**Directions**. Retrieve every line of the data holding the word "impl".

[Opening Record set section]

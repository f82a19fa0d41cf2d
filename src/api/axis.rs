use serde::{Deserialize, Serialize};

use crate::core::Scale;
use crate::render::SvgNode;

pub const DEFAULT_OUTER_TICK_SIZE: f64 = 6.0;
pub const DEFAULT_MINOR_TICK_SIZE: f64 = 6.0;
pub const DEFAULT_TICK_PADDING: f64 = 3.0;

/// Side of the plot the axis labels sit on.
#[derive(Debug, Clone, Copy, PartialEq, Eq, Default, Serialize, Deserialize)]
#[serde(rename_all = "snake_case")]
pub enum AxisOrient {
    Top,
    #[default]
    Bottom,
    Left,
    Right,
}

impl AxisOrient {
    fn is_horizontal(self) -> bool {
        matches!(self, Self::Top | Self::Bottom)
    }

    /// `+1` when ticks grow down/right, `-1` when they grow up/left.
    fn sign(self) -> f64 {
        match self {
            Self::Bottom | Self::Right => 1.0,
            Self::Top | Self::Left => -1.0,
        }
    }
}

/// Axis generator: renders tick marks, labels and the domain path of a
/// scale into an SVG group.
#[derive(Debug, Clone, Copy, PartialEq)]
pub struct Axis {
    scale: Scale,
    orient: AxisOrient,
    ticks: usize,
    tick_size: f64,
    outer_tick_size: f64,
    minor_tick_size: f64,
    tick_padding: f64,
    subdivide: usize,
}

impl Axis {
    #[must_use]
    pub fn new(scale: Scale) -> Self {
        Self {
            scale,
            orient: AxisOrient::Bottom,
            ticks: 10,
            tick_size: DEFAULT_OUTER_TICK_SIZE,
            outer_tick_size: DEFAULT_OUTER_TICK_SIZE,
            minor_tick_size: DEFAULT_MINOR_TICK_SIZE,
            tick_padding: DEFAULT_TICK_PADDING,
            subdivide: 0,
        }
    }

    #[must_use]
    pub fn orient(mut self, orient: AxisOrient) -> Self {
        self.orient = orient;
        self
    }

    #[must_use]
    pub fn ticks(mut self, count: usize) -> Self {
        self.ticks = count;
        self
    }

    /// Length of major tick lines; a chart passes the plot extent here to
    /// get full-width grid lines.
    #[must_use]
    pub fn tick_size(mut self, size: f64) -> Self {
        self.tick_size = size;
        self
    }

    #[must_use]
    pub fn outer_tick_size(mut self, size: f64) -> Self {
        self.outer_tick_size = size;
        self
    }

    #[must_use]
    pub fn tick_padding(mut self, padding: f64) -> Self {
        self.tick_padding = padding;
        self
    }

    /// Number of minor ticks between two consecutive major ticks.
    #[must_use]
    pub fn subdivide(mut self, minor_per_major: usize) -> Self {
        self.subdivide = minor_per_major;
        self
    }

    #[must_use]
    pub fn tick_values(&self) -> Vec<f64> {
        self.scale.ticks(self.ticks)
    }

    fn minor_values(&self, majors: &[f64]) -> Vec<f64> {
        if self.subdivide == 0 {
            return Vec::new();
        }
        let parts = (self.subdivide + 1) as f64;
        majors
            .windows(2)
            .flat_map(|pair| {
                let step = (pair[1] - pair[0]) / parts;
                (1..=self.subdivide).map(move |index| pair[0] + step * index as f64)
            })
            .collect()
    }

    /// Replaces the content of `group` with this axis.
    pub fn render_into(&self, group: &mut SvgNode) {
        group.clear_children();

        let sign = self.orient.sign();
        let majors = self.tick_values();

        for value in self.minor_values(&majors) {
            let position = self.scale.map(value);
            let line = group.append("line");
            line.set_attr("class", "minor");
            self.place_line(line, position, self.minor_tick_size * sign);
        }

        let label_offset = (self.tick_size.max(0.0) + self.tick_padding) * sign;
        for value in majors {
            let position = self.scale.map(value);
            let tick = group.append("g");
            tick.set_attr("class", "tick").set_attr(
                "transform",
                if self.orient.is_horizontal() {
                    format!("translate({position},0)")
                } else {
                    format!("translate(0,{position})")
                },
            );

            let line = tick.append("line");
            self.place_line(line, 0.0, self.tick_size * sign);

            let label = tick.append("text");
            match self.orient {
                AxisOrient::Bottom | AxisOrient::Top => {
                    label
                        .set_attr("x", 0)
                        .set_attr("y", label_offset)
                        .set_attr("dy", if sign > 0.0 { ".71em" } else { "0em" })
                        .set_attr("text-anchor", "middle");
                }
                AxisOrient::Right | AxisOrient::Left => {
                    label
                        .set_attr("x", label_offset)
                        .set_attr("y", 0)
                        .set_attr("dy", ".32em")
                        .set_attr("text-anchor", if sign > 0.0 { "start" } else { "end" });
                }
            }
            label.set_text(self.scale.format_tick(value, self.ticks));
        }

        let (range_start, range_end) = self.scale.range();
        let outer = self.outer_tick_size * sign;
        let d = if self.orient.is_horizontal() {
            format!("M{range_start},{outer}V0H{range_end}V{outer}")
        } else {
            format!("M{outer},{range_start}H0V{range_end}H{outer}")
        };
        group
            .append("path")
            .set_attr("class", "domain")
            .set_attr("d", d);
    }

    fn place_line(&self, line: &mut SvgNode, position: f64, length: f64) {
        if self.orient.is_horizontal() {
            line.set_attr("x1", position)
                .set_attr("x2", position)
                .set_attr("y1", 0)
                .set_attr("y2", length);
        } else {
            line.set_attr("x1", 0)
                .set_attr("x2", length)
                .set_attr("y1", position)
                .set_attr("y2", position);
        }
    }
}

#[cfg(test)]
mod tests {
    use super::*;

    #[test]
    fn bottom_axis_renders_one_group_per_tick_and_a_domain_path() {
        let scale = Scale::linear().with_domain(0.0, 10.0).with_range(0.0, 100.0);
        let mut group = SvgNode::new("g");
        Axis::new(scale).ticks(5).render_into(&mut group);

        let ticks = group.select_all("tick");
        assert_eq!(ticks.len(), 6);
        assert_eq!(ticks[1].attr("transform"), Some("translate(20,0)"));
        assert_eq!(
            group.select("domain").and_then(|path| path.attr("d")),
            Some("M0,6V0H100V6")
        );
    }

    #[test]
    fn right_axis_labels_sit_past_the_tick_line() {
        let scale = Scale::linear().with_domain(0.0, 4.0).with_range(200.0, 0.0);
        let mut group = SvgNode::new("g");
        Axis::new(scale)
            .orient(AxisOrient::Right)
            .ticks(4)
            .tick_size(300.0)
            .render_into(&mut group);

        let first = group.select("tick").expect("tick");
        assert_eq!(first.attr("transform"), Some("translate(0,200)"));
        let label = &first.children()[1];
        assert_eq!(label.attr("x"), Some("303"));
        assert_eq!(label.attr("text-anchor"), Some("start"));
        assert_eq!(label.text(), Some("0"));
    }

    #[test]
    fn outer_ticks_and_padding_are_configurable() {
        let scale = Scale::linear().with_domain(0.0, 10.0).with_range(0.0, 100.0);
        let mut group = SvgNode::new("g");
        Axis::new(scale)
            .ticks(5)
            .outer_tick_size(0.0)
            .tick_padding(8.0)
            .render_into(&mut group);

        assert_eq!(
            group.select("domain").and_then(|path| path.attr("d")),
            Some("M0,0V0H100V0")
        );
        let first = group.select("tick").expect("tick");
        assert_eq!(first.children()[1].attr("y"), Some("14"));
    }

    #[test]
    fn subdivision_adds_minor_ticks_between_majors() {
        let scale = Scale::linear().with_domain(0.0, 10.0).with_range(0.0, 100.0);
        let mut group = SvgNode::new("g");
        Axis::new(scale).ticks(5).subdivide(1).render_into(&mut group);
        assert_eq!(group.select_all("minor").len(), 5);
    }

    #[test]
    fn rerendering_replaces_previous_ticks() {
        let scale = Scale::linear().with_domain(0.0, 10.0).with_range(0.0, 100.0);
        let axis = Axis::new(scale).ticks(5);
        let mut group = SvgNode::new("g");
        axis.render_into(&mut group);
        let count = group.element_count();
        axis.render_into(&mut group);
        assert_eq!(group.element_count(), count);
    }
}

[Closing Record set section]
[Opening Record set section]

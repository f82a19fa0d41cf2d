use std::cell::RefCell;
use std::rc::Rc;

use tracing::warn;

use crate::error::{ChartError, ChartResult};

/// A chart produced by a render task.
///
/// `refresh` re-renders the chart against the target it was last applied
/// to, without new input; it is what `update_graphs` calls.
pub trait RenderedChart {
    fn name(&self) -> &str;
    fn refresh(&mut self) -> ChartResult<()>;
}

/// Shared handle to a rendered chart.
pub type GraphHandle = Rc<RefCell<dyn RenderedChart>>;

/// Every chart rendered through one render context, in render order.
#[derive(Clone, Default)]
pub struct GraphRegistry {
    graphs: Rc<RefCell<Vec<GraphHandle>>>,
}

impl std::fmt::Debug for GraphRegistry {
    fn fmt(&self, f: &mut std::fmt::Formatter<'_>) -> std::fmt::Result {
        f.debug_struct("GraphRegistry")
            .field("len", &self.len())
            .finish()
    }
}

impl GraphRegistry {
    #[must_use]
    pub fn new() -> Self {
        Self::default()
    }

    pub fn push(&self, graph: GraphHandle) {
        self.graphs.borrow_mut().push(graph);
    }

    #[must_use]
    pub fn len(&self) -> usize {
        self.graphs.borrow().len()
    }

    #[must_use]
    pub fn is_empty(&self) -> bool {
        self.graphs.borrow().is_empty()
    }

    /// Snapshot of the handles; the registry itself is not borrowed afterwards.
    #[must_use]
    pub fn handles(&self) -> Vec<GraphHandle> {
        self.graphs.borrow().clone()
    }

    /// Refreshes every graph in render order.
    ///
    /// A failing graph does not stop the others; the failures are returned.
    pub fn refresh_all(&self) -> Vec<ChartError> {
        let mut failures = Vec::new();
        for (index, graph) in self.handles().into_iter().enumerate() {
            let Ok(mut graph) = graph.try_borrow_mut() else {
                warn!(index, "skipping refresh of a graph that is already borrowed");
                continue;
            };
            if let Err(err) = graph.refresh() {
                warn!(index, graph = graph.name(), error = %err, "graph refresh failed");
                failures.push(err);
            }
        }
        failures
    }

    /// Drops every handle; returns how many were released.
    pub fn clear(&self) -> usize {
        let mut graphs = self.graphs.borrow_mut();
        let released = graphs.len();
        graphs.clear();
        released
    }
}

[Closing Record set section]
[Opening Record set section]

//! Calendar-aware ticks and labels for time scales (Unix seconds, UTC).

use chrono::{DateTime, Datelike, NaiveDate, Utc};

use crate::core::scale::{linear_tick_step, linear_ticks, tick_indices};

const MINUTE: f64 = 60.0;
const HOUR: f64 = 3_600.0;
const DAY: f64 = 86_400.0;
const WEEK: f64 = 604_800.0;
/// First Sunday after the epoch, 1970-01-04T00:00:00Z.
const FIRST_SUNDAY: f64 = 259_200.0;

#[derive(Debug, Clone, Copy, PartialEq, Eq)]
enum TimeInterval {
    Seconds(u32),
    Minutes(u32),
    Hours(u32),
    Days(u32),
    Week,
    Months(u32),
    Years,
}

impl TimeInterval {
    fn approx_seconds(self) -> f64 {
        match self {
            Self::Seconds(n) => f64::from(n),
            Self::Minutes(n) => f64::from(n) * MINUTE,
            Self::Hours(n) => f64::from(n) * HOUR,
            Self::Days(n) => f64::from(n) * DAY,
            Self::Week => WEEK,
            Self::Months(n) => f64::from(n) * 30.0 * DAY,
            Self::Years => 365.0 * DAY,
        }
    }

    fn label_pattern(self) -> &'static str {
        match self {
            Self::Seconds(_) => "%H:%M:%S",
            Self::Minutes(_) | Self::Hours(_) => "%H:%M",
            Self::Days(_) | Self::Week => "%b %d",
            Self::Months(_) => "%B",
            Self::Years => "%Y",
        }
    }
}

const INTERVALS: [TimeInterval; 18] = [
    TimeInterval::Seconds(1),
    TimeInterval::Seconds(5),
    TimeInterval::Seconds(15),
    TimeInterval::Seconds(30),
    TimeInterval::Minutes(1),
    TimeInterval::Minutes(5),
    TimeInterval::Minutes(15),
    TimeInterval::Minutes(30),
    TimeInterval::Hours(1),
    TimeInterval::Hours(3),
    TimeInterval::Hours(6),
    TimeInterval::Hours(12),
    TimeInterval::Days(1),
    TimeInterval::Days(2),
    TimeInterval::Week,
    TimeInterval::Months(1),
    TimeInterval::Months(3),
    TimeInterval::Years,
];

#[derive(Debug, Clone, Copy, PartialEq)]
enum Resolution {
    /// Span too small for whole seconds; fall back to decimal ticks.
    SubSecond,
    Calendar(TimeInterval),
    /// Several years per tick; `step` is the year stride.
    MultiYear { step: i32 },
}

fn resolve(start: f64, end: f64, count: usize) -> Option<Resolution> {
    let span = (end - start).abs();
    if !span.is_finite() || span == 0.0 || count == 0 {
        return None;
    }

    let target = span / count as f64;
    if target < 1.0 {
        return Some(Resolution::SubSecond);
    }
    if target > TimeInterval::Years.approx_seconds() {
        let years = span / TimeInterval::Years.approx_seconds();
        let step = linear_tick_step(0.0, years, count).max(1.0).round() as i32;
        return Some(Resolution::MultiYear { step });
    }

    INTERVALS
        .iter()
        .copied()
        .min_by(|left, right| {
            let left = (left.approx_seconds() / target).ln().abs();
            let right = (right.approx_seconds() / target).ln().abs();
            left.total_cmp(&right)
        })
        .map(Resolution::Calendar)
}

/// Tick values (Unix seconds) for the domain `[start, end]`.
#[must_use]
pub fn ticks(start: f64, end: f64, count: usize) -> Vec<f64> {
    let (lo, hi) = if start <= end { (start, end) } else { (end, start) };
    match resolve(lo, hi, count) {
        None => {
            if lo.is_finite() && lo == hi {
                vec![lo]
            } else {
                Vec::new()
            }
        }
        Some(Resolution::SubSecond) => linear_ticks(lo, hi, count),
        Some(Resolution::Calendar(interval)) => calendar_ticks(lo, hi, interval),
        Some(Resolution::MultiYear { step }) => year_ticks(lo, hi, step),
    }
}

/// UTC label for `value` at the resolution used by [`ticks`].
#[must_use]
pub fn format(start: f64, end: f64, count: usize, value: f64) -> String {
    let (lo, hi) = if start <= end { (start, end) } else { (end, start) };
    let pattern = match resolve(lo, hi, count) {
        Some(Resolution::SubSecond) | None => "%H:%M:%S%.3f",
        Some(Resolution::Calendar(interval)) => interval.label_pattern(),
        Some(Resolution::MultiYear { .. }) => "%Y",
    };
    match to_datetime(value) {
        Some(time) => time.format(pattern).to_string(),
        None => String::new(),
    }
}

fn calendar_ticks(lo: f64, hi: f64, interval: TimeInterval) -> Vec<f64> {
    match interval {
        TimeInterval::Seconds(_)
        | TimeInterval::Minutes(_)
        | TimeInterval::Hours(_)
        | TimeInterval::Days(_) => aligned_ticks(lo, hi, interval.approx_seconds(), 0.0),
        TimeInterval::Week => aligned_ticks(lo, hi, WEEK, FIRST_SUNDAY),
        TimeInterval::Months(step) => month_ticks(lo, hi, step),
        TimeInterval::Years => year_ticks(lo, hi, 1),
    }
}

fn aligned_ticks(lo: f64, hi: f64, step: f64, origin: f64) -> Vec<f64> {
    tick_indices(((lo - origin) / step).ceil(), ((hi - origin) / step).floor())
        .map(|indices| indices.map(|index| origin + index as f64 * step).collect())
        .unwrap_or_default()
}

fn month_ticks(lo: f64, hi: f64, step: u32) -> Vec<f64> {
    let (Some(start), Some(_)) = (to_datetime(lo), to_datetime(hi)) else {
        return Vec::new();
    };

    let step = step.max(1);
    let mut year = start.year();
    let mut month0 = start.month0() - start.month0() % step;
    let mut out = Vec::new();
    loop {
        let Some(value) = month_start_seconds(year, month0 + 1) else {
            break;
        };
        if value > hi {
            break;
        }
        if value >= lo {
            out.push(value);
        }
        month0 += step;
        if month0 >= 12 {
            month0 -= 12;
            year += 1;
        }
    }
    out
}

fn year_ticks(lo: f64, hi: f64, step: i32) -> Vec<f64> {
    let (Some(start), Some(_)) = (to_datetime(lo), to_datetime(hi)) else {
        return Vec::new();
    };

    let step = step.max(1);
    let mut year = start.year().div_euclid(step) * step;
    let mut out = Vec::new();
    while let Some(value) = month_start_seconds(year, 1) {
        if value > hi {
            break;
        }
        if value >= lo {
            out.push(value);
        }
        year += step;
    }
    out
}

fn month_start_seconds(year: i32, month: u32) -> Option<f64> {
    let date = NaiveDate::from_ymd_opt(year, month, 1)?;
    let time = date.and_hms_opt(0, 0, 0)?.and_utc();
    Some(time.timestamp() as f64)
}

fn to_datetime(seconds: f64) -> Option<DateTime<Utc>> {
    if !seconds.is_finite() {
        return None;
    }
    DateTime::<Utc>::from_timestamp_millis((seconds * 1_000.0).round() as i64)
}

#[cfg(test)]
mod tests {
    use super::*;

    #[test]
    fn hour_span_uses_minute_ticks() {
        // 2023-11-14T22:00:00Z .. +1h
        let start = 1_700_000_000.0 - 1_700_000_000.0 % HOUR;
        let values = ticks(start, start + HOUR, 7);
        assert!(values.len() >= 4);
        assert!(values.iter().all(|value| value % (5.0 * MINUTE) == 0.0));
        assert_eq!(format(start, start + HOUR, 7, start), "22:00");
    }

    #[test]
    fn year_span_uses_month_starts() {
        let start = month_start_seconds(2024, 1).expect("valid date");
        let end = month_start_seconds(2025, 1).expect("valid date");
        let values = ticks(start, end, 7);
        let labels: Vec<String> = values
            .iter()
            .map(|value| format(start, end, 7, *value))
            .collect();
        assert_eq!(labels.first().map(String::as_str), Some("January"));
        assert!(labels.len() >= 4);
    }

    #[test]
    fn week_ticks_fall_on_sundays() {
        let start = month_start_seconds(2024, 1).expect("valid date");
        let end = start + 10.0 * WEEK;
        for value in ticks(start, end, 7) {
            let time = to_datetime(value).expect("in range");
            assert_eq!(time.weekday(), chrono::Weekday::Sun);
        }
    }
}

[Closing Record set section]

**Your response**.
impl AxisOrient {
impl Axis {
impl std::fmt::Debug for GraphRegistry {
impl GraphRegistry {
impl TimeInterval {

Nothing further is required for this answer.